If the Government misses this legislative boat, any AI legislation in the UK will be delayed until after the next General Election (that is assuming a new incoming Government sees AI legislation as a major priority after the next General Election).
This, in turn, means the earliest that UK legislation is likely to be enacted is in 2025, coming into force by 2027. By contrast, the EU Data Act becomes law beginning September 2025 - the AI Act soon after.
The current position of the UK Government is for an “AI Safety Institute” to make recommendations to Government. January’s official announcement of the Institute describes its functions as follows.

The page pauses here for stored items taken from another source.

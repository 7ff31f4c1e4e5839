//! Quarantine of infected documents.

use kyc_common::StorageBackend;

/// Moves infected files under a prefix on the disk they were stored on.
#[derive(Debug, Clone)]
pub struct QuarantineManager {
    prefix: String,
}

impl QuarantineManager {
    #[must_use]
    pub fn new(prefix: &str) -> Self {
        Self {
            prefix: prefix.trim_matches('/').to_string(),
        }
    }

    /// Path a file at `path` is moved to.
    #[must_use]
    pub fn quarantine_path(&self, path: &str) -> String {
        let path = path.trim_start_matches('/');
        if self.is_quarantined(path) {
            return path.to_string();
        }
        format!("{}/{path}", self.prefix)
    }

    /// Whether `path` already lies under the quarantine prefix.
    #[must_use]
    pub fn is_quarantined(&self, path: &str) -> bool {
        path.trim_start_matches('/')
            .strip_prefix(&self.prefix)
            .is_some_and(|rest| rest.starts_with('/'))
    }

    /// Move the file at `path` into quarantine on `disk`.
    ///
    /// Returns the path the bytes live at afterwards: the quarantine path on
    /// success, the original path when the move failed.
    pub async fn isolate(
        &self,
        disk: &dyn StorageBackend,
        document_id: &str,
        path: &str,
    ) -> String {
        let target = self.quarantine_path(path);
        if target == path {
            return target;
        }

        match disk.move_to(path, &target).await {
            Ok(()) => {
                tracing::info!(
                    target: "kyc::audit",
                    document_id = %document_id,
                    from = %path,
                    to = %target,
                    "Moved infected document to quarantine"
                );
                target
            }
            Err(e) => {
                tracing::error!(
                    target: "kyc::audit",
                    document_id = %document_id,
                    path = %path,
                    error = %e,
                    "Failed to quarantine infected document, keeping original path"
                );
                path.to_string()
            }
        }
    }
}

“The Institute is not a regulator and will not determine government regulation. It will collaborate with existing organisations within government, academia, civil society, and the private sector to avoid duplication, ensuring that activity is both informing and complementing the UK’s regulatory approach…”

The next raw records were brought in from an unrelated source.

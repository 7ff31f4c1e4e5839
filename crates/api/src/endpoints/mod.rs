//! API endpoints.

mod admin;
mod kyc;

use axum::Router;
use kyc_common::config::KycConfig;
use kyc_db::entities::kyc_document::DocType;

use crate::middleware::AppState;

/// Multipart framing allowance on top of the document bytes.
const MULTIPART_OVERHEAD_BYTES: usize = 64 * 1024;

/// Create the API router.
pub fn router() -> Router<AppState> {
    Router::new()
        .nest("/kyc", kyc::router())
        .nest("/admin/kyc", admin::router())
}

/// Request body limit for a submission carrying every document type at
/// the maximum file size.
#[must_use]
pub fn upload_body_limit(config: &KycConfig) -> usize {
    let per_file = usize::try_from(config.max_file_size_bytes()).unwrap_or(usize::MAX);
    per_file
        .saturating_mul(DocType::ALL.len())
        .saturating_add(MULTIPART_OVERHEAD_BYTES)
}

I am sure such collaboration and academic debate will be very worthy. Sadly, however, the urgent requirement is for legislation governing the current risks arising from unregulated AI as of now, and not a “talking shop”.
Diminished protection from AI abuse
The EU Data/AI Acts maintain the EU_GDPR (or the current UK_GDPR) as setting the standard of privacy protection for data subjects.

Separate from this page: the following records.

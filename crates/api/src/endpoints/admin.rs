//! KYC review endpoints (admins and moderators).

use axum::{Json, Router, extract::State, routing::post};
use kyc_common::AppResult;
use kyc_core::SubmissionView;
use kyc_db::entities::kyc_submission::SubmissionStatus;
use serde::Deserialize;
use validator::Validate;

use crate::{extractors::AdminUser, middleware::AppState, response::ApiResponse};

/// List submissions request.
#[derive(Debug, Deserialize, Validate)]
#[serde(rename_all = "camelCase")]
pub struct ListSubmissionsRequest {
    #[serde(default)]
    pub status: Option<SubmissionStatus>,
    #[serde(default = "default_limit")]
    #[validate(range(min = 1, max = 100))]
    pub limit: u64,
    #[serde(default)]
    pub offset: u64,
}

const fn default_limit() -> u64 {
    10
}

/// Single submission request.
#[derive(Debug, Deserialize)]
#[serde(rename_all = "camelCase")]
pub struct ShowSubmissionRequest {
    pub submission_id: String,
}

/// Review decision request.
#[derive(Debug, Deserialize, Validate)]
#[serde(rename_all = "camelCase")]
pub struct ReviewSubmissionRequest {
    pub submission_id: String,
    #[serde(default)]
    #[validate(length(max = 2000))]
    pub note: Option<String>,
}

/// List submissions, newest first.
async fn list_submissions(
    AdminUser(_admin): AdminUser,
    State(state): State<AppState>,
    Json(req): Json<ListSubmissionsRequest>,
) -> AppResult<ApiResponse<Vec<SubmissionView>>> {
    req.validate()?;

    let submissions = state
        .review_service
        .list_submissions(req.status, req.limit, req.offset)
        .await?;

    Ok(ApiResponse::ok(submissions))
}

/// Show one submission with its documents.
async fn show_submission(
    AdminUser(_admin): AdminUser,
    State(state): State<AppState>,
    Json(req): Json<ShowSubmissionRequest>,
) -> AppResult<ApiResponse<SubmissionView>> {
    let submission = state.review_service.get_submission(&req.submission_id).await?;
    Ok(ApiResponse::ok(submission))
}

/// Approve a pending submission.
async fn approve_submission(
    AdminUser(admin): AdminUser,
    State(state): State<AppState>,
    Json(req): Json<ReviewSubmissionRequest>,
) -> AppResult<ApiResponse<SubmissionView>> {
    req.validate()?;

    let submission = state
        .review_service
        .approve(&req.submission_id, &admin.id, req.note.as_deref())
        .await?;

    Ok(ApiResponse::ok(submission))
}

/// Reject a pending submission.
async fn reject_submission(
    AdminUser(admin): AdminUser,
    State(state): State<AppState>,
    Json(req): Json<ReviewSubmissionRequest>,
) -> AppResult<ApiResponse<SubmissionView>> {
    req.validate()?;

    let submission = state
        .review_service
        .reject(&req.submission_id, &admin.id, req.note.as_deref())
        .await?;

    Ok(ApiResponse::ok(submission))
}

/// Delete a submission's files and withdraw it.
async fn redact_submission(
    AdminUser(admin): AdminUser,
    State(state): State<AppState>,
    Json(req): Json<ReviewSubmissionRequest>,
) -> AppResult<ApiResponse<SubmissionView>> {
    req.validate()?;

    let submission = state
        .review_service
        .redact(&req.submission_id, &admin.id, req.note.as_deref())
        .await?;

    Ok(ApiResponse::ok(submission))
}

/// Create the admin KYC router.
pub fn router() -> Router<AppState> {
    Router::new()
        .route("/list", post(list_submissions))
        .route("/show", post(show_submission))
        .route("/approve", post(approve_submission))
        .route("/reject", post(reject_submission))
        .route("/redact", post(redact_submission))
}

This is unlike the DPDI Bill which weakens that privacy protection in the following areas relevant to AI processing: personal data, lawful processing, scientific research, automated decision taking and the Information Commission.
The problems associated with each of these areas are summarised below with reference to longer blog items.
Definition of “personal data”.
The DPDI uses a definition of “personal data” that does not meet the standards described in the DPA1984, the Council or Europe Convention No 108 nor the GDPR itself. In other words, what is personal data in France might not be personal data in the UK.
Such a reduction in the reach of “what is personal data?” has the potential to have a significant impact on how the Principles, obligations and rights of the UK_GDPR apply in practice. How can one assess, for instance, that an AI algorithm processes personal data “fairly”, if the meaning of personal data in the UK differs from that used in the rest of Europe.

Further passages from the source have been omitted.